### [EXERCISE OBJECTIVE]
The word "targets" marks the lines to report; pull each of them from the listing.

### [RECORD SET]
*** Block opens ***
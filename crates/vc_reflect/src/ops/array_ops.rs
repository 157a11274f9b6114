use crate::Reflect;

/// A fixed-length sequence, e.g. `[T; N]`.
pub trait Array: Reflect {
    /// Item at `index`.
    fn get(&self, index: usize) -> Option<&dyn Reflect>;

    /// Item at `index`.
    fn get_mut(&mut self, index: usize) -> Option<&mut dyn Reflect>;

    /// The fixed length.
    fn len(&self) -> usize;

    /// Resets every item from `start` on to its default value.
    ///
    /// Items are kept if the item type has no default value.
    fn reset_from(&mut self, start: usize);
}
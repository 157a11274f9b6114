use core::any::TypeId;
use core::fmt;

// -----------------------------------------------------------------------------
// TypePath

/// Stable, human readable names for a type.
///
/// Only used for diagnostics and logging; identity always goes through
/// [`TypeId`].
///
/// # Examples
///
/// ```
/// use vc_reflect::info::TypePath;
///
/// assert_eq!(<Vec<u8>>::type_path(), "alloc::vec::Vec<u8>");
/// assert_eq!(<Vec<u8>>::type_name(), "Vec<u8>");
/// ```
pub trait TypePath: 'static {
    /// Full path, e.g. `alloc::string::String`.
    fn type_path() -> &'static str;

    /// Short name, e.g. `String`.
    fn type_name() -> &'static str;
}

// -----------------------------------------------------------------------------
// DynamicTypePath

/// Object-safe mirror of [`TypePath`], implemented for every `TypePath` type.
pub trait DynamicTypePath {
    /// See [`TypePath::type_path`].
    fn reflect_type_path(&self) -> &'static str;

    /// See [`TypePath::type_name`].
    fn reflect_type_name(&self) -> &'static str;
}

impl<T: TypePath> DynamicTypePath for T {
    #[inline]
    fn reflect_type_path(&self) -> &'static str {
        Self::type_path()
    }

    #[inline]
    fn reflect_type_name(&self) -> &'static str {
        Self::type_name()
    }
}

// -----------------------------------------------------------------------------
// Type

/// A [`TypeId`] together with the type's names.
#[derive(Clone, Copy)]
pub struct Type {
    id: TypeId,
    path: fn() -> &'static str,
    name: fn() -> &'static str,
}

impl Type {
    /// Describes `T`.
    #[inline]
    pub fn of<T: TypePath + ?Sized>() -> Self {
        Self {
            id: TypeId::of::<T>(),
            path: T::type_path,
            name: T::type_name,
        }
    }

    /// Returns the [`TypeId`] of the described type.
    #[inline(always)]
    pub fn id(&self) -> TypeId {
        self.id
    }

    /// See [`TypePath::type_path`].
    #[inline]
    pub fn path(&self) -> &'static str {
        (self.path)()
    }

    /// See [`TypePath::type_name`].
    #[inline]
    pub fn name(&self) -> &'static str {
        (self.name)()
    }

    /// Returns `true` if this describes `T`.
    #[inline]
    pub fn is<T: ?Sized + 'static>(&self) -> bool {
        self.id == TypeId::of::<T>()
    }
}

impl PartialEq for Type {
    #[inline]
    fn eq(&self, other: &Self) -> bool {
        self.id == other.id
    }
}

impl Eq for Type {}

impl fmt::Debug for Type {
    fn fmt(&self, f: &mut fmt::Formatter<'_>) -> fmt::Result {
        f.write_str(self.path())
    }
}
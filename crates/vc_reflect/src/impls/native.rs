use alloc::string::String;
use core::time::Duration;
use std::time::SystemTime;

/// Implements the reflection traits for leaf types.
///
/// A leaf is cloned as a whole and only accepts values of its own type. Its
/// default value is `Default::default()` unless a `(expr)` producing an
/// `Option<Self>` follows the names.
macro_rules! impl_reflect_opaque {
    (@default) => {
        ::core::option::Option::Some(::core::default::Default::default())
    };
    (@default $default:expr) => {
        $default
    };
    ($($ty:ty => $path:literal as $name:literal $(($default:expr))?),* $(,)?) => {$(
        impl $crate::info::TypePath for $ty {
            #[inline]
            fn type_path() -> &'static str {
                $path
            }

            #[inline]
            fn type_name() -> &'static str {
                $name
            }
        }

        impl $crate::info::Typed for $ty {
            fn type_info() -> &'static $crate::info::TypeInfo {
                static CELL: $crate::impls::NonGenericTypeInfoCell =
                    $crate::impls::NonGenericTypeInfoCell::new();
                CELL.get_or_init(|| {
                    $crate::info::TypeInfo::Opaque($crate::info::OpaqueInfo::new::<Self>())
                })
            }

            #[inline]
            fn default_value() -> ::core::option::Option<Self> {
                impl_reflect_opaque!(@default $($default)?)
            }
        }

        impl $crate::Reflect for $ty {
            #[inline]
            fn reflect_kind(&self) -> $crate::info::ReflectKind {
                $crate::info::ReflectKind::Opaque
            }

            #[inline]
            fn reflect_ref(&self) -> $crate::ops::ReflectRef<'_> {
                $crate::ops::ReflectRef::Opaque(self)
            }

            #[inline]
            fn reflect_mut(&mut self) -> $crate::ops::ReflectMut<'_> {
                $crate::ops::ReflectMut::Opaque(self)
            }

            #[inline]
            fn reflect_clone(
                &self,
            ) -> ::core::option::Option<::alloc::boxed::Box<dyn $crate::Reflect>> {
                ::core::option::Option::Some(::alloc::boxed::Box::new(self.clone()))
            }

            fn try_apply(
                &mut self,
                value: &dyn $crate::Reflect,
            ) -> ::core::result::Result<(), $crate::ops::ApplyError> {
                match value.downcast_ref::<Self>() {
                    ::core::option::Option::Some(value) => {
                        self.clone_from(value);
                        ::core::result::Result::Ok(())
                    }
                    ::core::option::Option::None => {
                        ::core::result::Result::Err($crate::ops::ApplyError::MismatchedTypes {
                            from_type: value.reflect_type_path(),
                            to_type: <Self as $crate::info::TypePath>::type_path(),
                        })
                    }
                }
            }

            #[inline]
            fn reflect_debug(&self, f: &mut ::core::fmt::Formatter<'_>) -> ::core::fmt::Result {
                ::core::fmt::Debug::fmt(self, f)
            }
        }
    )*};
}

#[cfg(test)]
pub(crate) use impl_reflect_opaque;

impl_reflect_opaque! {
    bool => "bool" as "bool",
    char => "char" as "char",
    i8 => "i8" as "i8",
    i16 => "i16" as "i16",
    i32 => "i32" as "i32",
    i64 => "i64" as "i64",
    i128 => "i128" as "i128",
    isize => "isize" as "isize",
    u8 => "u8" as "u8",
    u16 => "u16" as "u16",
    u32 => "u32" as "u32",
    u64 => "u64" as "u64",
    u128 => "u128" as "u128",
    usize => "usize" as "usize",
    f32 => "f32" as "f32",
    f64 => "f64" as "f64",
    String => "alloc::string::String" as "String",
    &'static str => "&str" as "&str",
    Duration => "core::time::Duration" as "Duration",
    SystemTime => "std::time::SystemTime" as "SystemTime" (Some(SystemTime::UNIX_EPOCH)),
}

#[cfg(test)]
mod tests {
    use alloc::string::String;
    use alloc::vec;
    use std::time::SystemTime;

    use crate::Reflect;
    use crate::info::{ReflectKind, TypePath, Typed};
    use crate::ops::ApplyError;

    #[test]
    fn apply_requires_same_type() {
        let mut value = 1_i32;
        value.try_apply(&5_i32).unwrap();
        assert_eq!(value, 5);

        let err = value.try_apply(&5_i64).unwrap_err();
        assert!(matches!(
            err,
            ApplyError::MismatchedTypes { from_type: "i64", to_type: "i32" }
        ));
        assert_eq!(value, 5);

        assert!(value.try_apply(&vec![1_i32]).is_err());
    }

    #[test]
    fn clone_and_downcast() {
        let text = String::from("leaf");
        let cloned = text.reflect_clone().unwrap();
        assert_eq!(cloned.downcast_ref::<String>(), Some(&text));
        assert!(cloned.is::<String>());
        assert!(!cloned.is::<&'static str>());
    }

    #[test]
    fn names_and_kinds() {
        assert_eq!(String::type_name(), "String");
        assert_eq!(<&'static str>::type_path(), "&str");
        assert_eq!(f64::type_info().kind(), ReflectKind::Opaque);
        assert_eq!(true.reflect_kind(), ReflectKind::Opaque);
        assert_eq!(alloc::format!("{:?}", &'x' as &dyn Reflect), "'x'");
    }

    #[test]
    fn default_values() {
        assert_eq!(u8::default_value(), Some(0));
        assert_eq!(String::default_value(), Some(String::new()));
        assert_eq!(SystemTime::default_value(), Some(SystemTime::UNIX_EPOCH));
    }
}
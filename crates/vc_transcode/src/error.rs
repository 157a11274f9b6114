use thiserror::Error;

// -----------------------------------------------------------------------------
// TranscodeError

/// The failures of a conversion.
///
/// Structural mismatches between source and destination are not errors: they
/// are dropped and the rest of the value is still converted.
#[derive(Debug, Error)]
#[non_exhaustive]
pub enum TranscodeError {
    /// No writable destination was given. Nothing has been written.
    #[error("invalid conversion destination: expected a writable reference")]
    InvalidDestination,

    /// The textual fallback failed to serialize or deserialize.
    #[cfg(feature = "json")]
    #[error("json conversion failed: {0}")]
    Json(#[from] serde_json::Error),
}
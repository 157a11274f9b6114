use alloc::boxed::Box;

use crate::info::{NamedField, Type, TypePath};

/// Static description of a record with named fields.
///
/// Fields are kept in declaration order. Their positions match
/// [`Struct::field_at`](crate::ops::Struct::field_at).
#[derive(Debug)]
pub struct StructInfo {
    ty: Type,
    fields: Box<[NamedField]>,
}

impl StructInfo {
    /// Creates the info of `T` from its fields.
    pub fn new<T: TypePath>(fields: &[NamedField]) -> Self {
        Self {
            ty: Type::of::<T>(),
            fields: fields.into(),
        }
    }

    /// The described [`Type`].
    #[inline]
    pub const fn ty(&self) -> &Type {
        &self.ty
    }

    /// Fields in declaration order.
    #[inline]
    pub fn fields(&self) -> &[NamedField] {
        &self.fields
    }

    /// Field at `index`, in declaration order.
    #[inline]
    pub fn field_at(&self, index: usize) -> Option<&NamedField> {
        self.fields.get(index)
    }

    /// Field with the declared identifier `name`.
    pub fn field(&self, name: &str) -> Option<&NamedField> {
        self.fields.iter().find(|field| field.name() == name)
    }

    /// Number of fields.
    #[inline]
    pub fn field_len(&self) -> usize {
        self.fields.len()
    }
}
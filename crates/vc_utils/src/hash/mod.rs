//! Hash containers with deterministic hashing, re-exports *hashbrown* and *foldhash*.

// -----------------------------------------------------------------------------
// Modules

mod hasher;

// -----------------------------------------------------------------------------
// Exports

pub use hasher::FixedHashState;

pub(crate) use hasher::NoOpHashState;

/// A [`hashbrown::HashMap`] using [`FixedHashState`] by default.
///
/// Iteration order depends only on the inserted keys, not on a per-process seed.
pub type HashMap<K, V, S = FixedHashState> = hashbrown::HashMap<K, V, S>;

// -----------------------------------------------------------------------------
// Re-export crates

pub use foldhash;
pub use hashbrown;
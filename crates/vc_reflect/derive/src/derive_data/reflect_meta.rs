use proc_macro2::{TokenStream, TokenTree};
use quote::{ToTokens, quote};
use syn::{Generics, Ident, ImplGenerics, TypeGenerics};

/// Type level data shared by every generated impl.
pub(crate) struct ReflectMeta<'a> {
    ident: &'a Ident,
    generics: &'a Generics,
    vc_reflect_path: syn::Path,
}

impl<'a> ReflectMeta<'a> {
    pub(crate) fn new(ident: &'a Ident, generics: &'a Generics) -> syn::Result<Self> {
        if let Some(param) = generics.const_params().next() {
            return Err(syn::Error::new_spanned(
                param,
                "`#[derive(Reflect)]` does not support const parameters",
            ));
        }

        Ok(Self {
            ident,
            generics,
            vc_reflect_path: crate::path::vc_reflect(),
        })
    }

    #[inline]
    pub(crate) fn ident(&self) -> &'a Ident {
        self.ident
    }

    #[inline]
    pub(crate) fn vc_reflect_path(&self) -> &syn::Path {
        &self.vc_reflect_path
    }

    /// Whether `TypePath` and `Typed` need per-instantiation storage.
    pub(crate) fn impl_with_generic(&self) -> bool {
        self.generics.type_params().next().is_some()
    }

    /// Returns `true` if `tokens` name one of the type parameters.
    pub(crate) fn mentions_type_param(&self, tokens: TokenStream) -> bool {
        let params: Vec<&Ident> = self.generics.type_params().map(|p| &p.ident).collect();
        !params.is_empty() && any_ident(tokens, &|ident: &Ident| params.contains(&ident))
    }

    /// Returns `true` if `tokens` refer back to the reflected type.
    pub(crate) fn mentions_self(&self, tokens: TokenStream) -> bool {
        any_ident(tokens, &|ident: &Ident| ident == self.ident || ident == "Self")
    }

    /// Type parameter identifiers, in declaration order.
    pub(crate) fn type_params(&self) -> impl Iterator<Item = &'a Ident> {
        self.generics.type_params().map(|param| &param.ident)
    }

    /// Splits generics for an impl block and extends the where clause.
    ///
    /// Type parameters are always bounded by `TypePath`. With `bounds`, they
    /// are bounded by `Reflect + Typed` instead and `extra` predicates are
    /// appended.
    pub(crate) fn split_generics(
        &self,
        bounds: bool,
        extra: &[TokenStream],
    ) -> (ImplGenerics<'a>, TypeGenerics<'a>, TokenStream) {
        use crate::path::fp::{AnyFP, SendFP, SyncFP};

        let vc_reflect_path = &self.vc_reflect_path;
        let (impl_generics, ty_generics, where_clause) = self.generics.split_for_impl();

        let mut predicates = Vec::new();

        if self.impl_with_generic() {
            predicates.push(quote! { Self: #AnyFP + #SendFP + #SyncFP });
        } else if self.generics.lifetimes().next().is_some() {
            predicates.push(quote! { Self: 'static });
        }

        if let Some(where_clause) = where_clause {
            predicates.extend(where_clause.predicates.iter().map(ToTokens::to_token_stream));
        }

        let param_bound = if bounds {
            let reflect_ = crate::path::reflect_(vc_reflect_path);
            let typed_ = crate::path::typed_(vc_reflect_path);
            quote! { #reflect_ + #typed_ }
        } else {
            crate::path::type_path_(vc_reflect_path)
        };
        predicates.extend(self.type_params().map(|ident| quote! { #ident: #param_bound }));

        if bounds {
            predicates.extend(extra.iter().cloned());
        }

        (impl_generics, ty_generics, quote! { where #(#predicates,)* })
    }

    /// Expression of the full type path; `&'static str` for non-generic types,
    /// `String` otherwise.
    pub(crate) fn type_path_tokens(&self) -> TokenStream {
        use crate::path::fp::{ConcatFP, ModulePathFP};

        let name = self.ident.to_string();
        let base = quote! { #ConcatFP!(#ModulePathFP!(), "::", #name) };
        self.with_generic_suffix(base, |vc_reflect_path, ident| {
            let type_path_ = crate::path::type_path_(vc_reflect_path);
            quote! { <#ident as #type_path_>::type_path() }
        })
    }

    /// Expression of the short type name, see [`Self::type_path_tokens`].
    pub(crate) fn type_name_tokens(&self) -> TokenStream {
        let name = self.ident.to_string();
        self.with_generic_suffix(quote! { #name }, |vc_reflect_path, ident| {
            let type_path_ = crate::path::type_path_(vc_reflect_path);
            quote! { <#ident as #type_path_>::type_name() }
        })
    }

    fn with_generic_suffix(
        &self,
        base: TokenStream,
        param: impl Fn(&syn::Path, &Ident) -> TokenStream,
    ) -> TokenStream {
        if !self.impl_with_generic() {
            return base;
        }

        let concat_ = crate::path::concat_(&self.vc_reflect_path);
        let mut pieces = vec![base, quote! { "<" }];
        for (index, ident) in self.type_params().enumerate() {
            if index > 0 {
                pieces.push(quote! { ", " });
            }
            pieces.push(param(&self.vc_reflect_path, ident));
        }
        pieces.push(quote! { ">" });

        quote! { #concat_(&[#(#pieces),*]) }
    }
}

impl core::fmt::Debug for ReflectMeta<'_> {
    fn fmt(&self, f: &mut core::fmt::Formatter<'_>) -> core::fmt::Result {
        core::fmt::Debug::fmt(self.ident, f)
    }
}

fn any_ident(tokens: TokenStream, pred: &dyn Fn(&Ident) -> bool) -> bool {
    tokens.into_iter().any(|tree| match tree {
        TokenTree::Ident(ident) => pred(&ident),
        TokenTree::Group(group) => any_ident(group.stream(), pred),
        _ => false,
    })
}

//! Static storage for type information.
//!
//! A `static` inside a generic function is shared by every instantiation, so
//! generic types key their cell by [`TypeId`] while non-generic types use a
//! plain [`OnceLock`].

use alloc::boxed::Box;
use alloc::string::String;
use core::any::{Any, TypeId};
use std::sync::{OnceLock, PoisonError, RwLock};

use vc_utils::TypeIdMap;

use crate::info::TypeInfo;

mod sealed {
    use super::TypeInfo;
    use alloc::string::String;

    pub trait TypedProperty: 'static {}

    impl TypedProperty for String {}
    impl TypedProperty for TypeInfo {}
}

use sealed::TypedProperty;

/// Storage for the info of one non-generic type.
pub struct NonGenericTypeCell<T: TypedProperty>(OnceLock<T>);

/// Storage for the [`TypeInfo`] of one non-generic type.
///
/// ```
/// use vc_reflect::impls::NonGenericTypeInfoCell;
/// use vc_reflect::info::{OpaqueInfo, TypeInfo, TypePath, Typed};
///
/// struct Token;
///
/// impl TypePath for Token {
///     fn type_path() -> &'static str { "demo::Token" }
///     fn type_name() -> &'static str { "Token" }
/// }
///
/// impl Typed for Token {
///     fn type_info() -> &'static TypeInfo {
///         static CELL: NonGenericTypeInfoCell = NonGenericTypeInfoCell::new();
///         CELL.get_or_init(|| TypeInfo::Opaque(OpaqueInfo::new::<Self>()))
///     }
/// }
///
/// assert!(core::ptr::eq(Token::type_info(), Token::type_info()));
/// ```
pub type NonGenericTypeInfoCell = NonGenericTypeCell<TypeInfo>;

impl<T: TypedProperty> NonGenericTypeCell<T> {
    /// An empty cell.
    #[inline]
    pub const fn new() -> Self {
        Self(OnceLock::new())
    }

    /// Returns the stored value, initializing it with `f` on first use.
    #[inline]
    pub fn get_or_init<F>(&self, f: F) -> &T
    where
        F: FnOnce() -> T,
    {
        self.0.get_or_init(f)
    }
}

/// Storage for the info of every instantiation of one generic type.
///
/// Entries are leaked: type information lives for the whole process.
pub struct GenericTypeCell<T: TypedProperty>(RwLock<TypeIdMap<&'static T>>);

/// Storage for the [`TypeInfo`] of a generic type.
pub type GenericTypeInfoCell = GenericTypeCell<TypeInfo>;

/// Storage for the type path of a generic type.
///
/// ```
/// use vc_reflect::impls::{GenericTypePathCell, concat};
/// use vc_reflect::info::TypePath;
///
/// struct Wrapper<T>(T);
///
/// impl<T: TypePath> TypePath for Wrapper<T> {
///     fn type_path() -> &'static str {
///         static CELL: GenericTypePathCell = GenericTypePathCell::new();
///         CELL.get_or_insert::<Self>(|| concat(&["demo::Wrapper<", T::type_path(), ">"]))
///     }
///     fn type_name() -> &'static str {
///         static CELL: GenericTypePathCell = GenericTypePathCell::new();
///         CELL.get_or_insert::<Self>(|| concat(&["Wrapper<", T::type_name(), ">"]))
///     }
/// }
///
/// assert_eq!(<Wrapper<u8>>::type_path(), "demo::Wrapper<u8>");
/// assert_eq!(<Wrapper<bool>>::type_name(), "Wrapper<bool>");
/// ```
pub type GenericTypePathCell = GenericTypeCell<String>;

impl<T: TypedProperty> GenericTypeCell<T> {
    /// An empty cell.
    #[inline]
    pub const fn new() -> Self {
        Self(RwLock::new(TypeIdMap::new()))
    }

    /// Returns the value stored for `G`, initializing it with `f` on first use.
    ///
    /// `f` may run more than once under contention; only one result is kept.
    #[inline(always)]
    pub fn get_or_insert<G: Any + ?Sized>(&self, f: impl FnOnce() -> T) -> &T {
        self.get_or_insert_by_type_id(TypeId::of::<G>(), f)
    }

    #[inline(never)]
    fn get_or_insert_by_type_id(&self, type_id: TypeId, f: impl FnOnce() -> T) -> &T {
        match self.get_by_type_id(type_id) {
            Some(info) => info,
            None => self.insert_by_type_id(type_id, f()),
        }
    }

    #[inline(never)]
    fn get_by_type_id(&self, type_id: TypeId) -> Option<&T> {
        self.0
            .read()
            .unwrap_or_else(PoisonError::into_inner)
            .get(&type_id)
            .copied()
    }

    #[inline(never)]
    fn insert_by_type_id(&self, type_id: TypeId, value: T) -> &T {
        self.0
            .write()
            .unwrap_or_else(PoisonError::into_inner)
            .get_or_insert(type_id, || Box::leak(Box::new(value)))
    }
}
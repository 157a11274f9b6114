//! Walking through `Pointer` layers.

use vc_reflect::Reflect;
use vc_reflect::ops::{ReflectMut, ReflectRef};

/// Follows pointer targets down to a non-pointer value.
///
/// Returns `None` if an empty layer is crossed.
pub(crate) fn deref(value: &dyn Reflect) -> Option<&dyn Reflect> {
    let mut current = value.reflect_ref();
    loop {
        match current {
            ReflectRef::Pointer(pointer) => current = pointer.target()?.reflect_ref(),
            other => return Some(other.into_reflect()),
        }
    }
}

/// Follows pointer targets down to a non-pointer value, filling every empty
/// layer with a default value on the way.
///
/// Returns `None` if an empty layer has no default value to fill it with.
/// Layers filled before that point stay filled.
///
/// A [`Dynamic`](vc_reflect::ops::Dynamic) is not a pointer: it is returned
/// as is and written by replacement, which keeps the walk finite. A `Dynamic`
/// holding an `Option` or a `Box` is therefore overwritten as a whole, never
/// written through.
pub(crate) fn deref_or_fill(value: &mut dyn Reflect) -> Option<&mut dyn Reflect> {
    let mut current = value.reflect_mut();
    loop {
        match current {
            ReflectMut::Pointer(pointer) => current = pointer.target_or_default()?.reflect_mut(),
            other => return Some(other.into_reflect()),
        }
    }
}

#[cfg(test)]
mod tests {
    use vc_reflect::Reflect;
    use vc_reflect::ops::Dynamic;

    use super::{deref, deref_or_fill};

    #[test]
    fn deref_stops_at_empty_layer() {
        let value: Option<Box<Option<u8>>> = Some(Box::new(None));
        assert!(deref(&value).is_none());

        let value: Option<Box<u8>> = Some(Box::new(4));
        assert_eq!(deref(&value).and_then(|v| v.downcast_ref::<u8>()), Some(&4));
    }

    #[test]
    fn deref_or_fill_allocates() {
        let mut value: Option<Box<Option<i32>>> = None;
        deref_or_fill(&mut value).unwrap().try_apply(&5_i32).unwrap();
        assert_eq!(value, Some(Box::new(Some(5))));
    }

    #[test]
    fn dynamic_is_terminal() {
        let mut slot = Dynamic::new(Some(1_u8));
        let target = deref_or_fill(&mut slot).unwrap();
        assert!(target.is::<Dynamic>());

        target.try_apply(&2_u8).unwrap();
        assert_eq!(slot.downcast_ref::<u8>(), Some(&2));
        assert!(slot.downcast_ref::<Option<u8>>().is_none());
    }
}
*** Block closes ***
### [FINAL ANSWER]
/// Follows pointer targets down to a non-pointer value.
/// Follows pointer targets down to a non-pointer value, filling every empty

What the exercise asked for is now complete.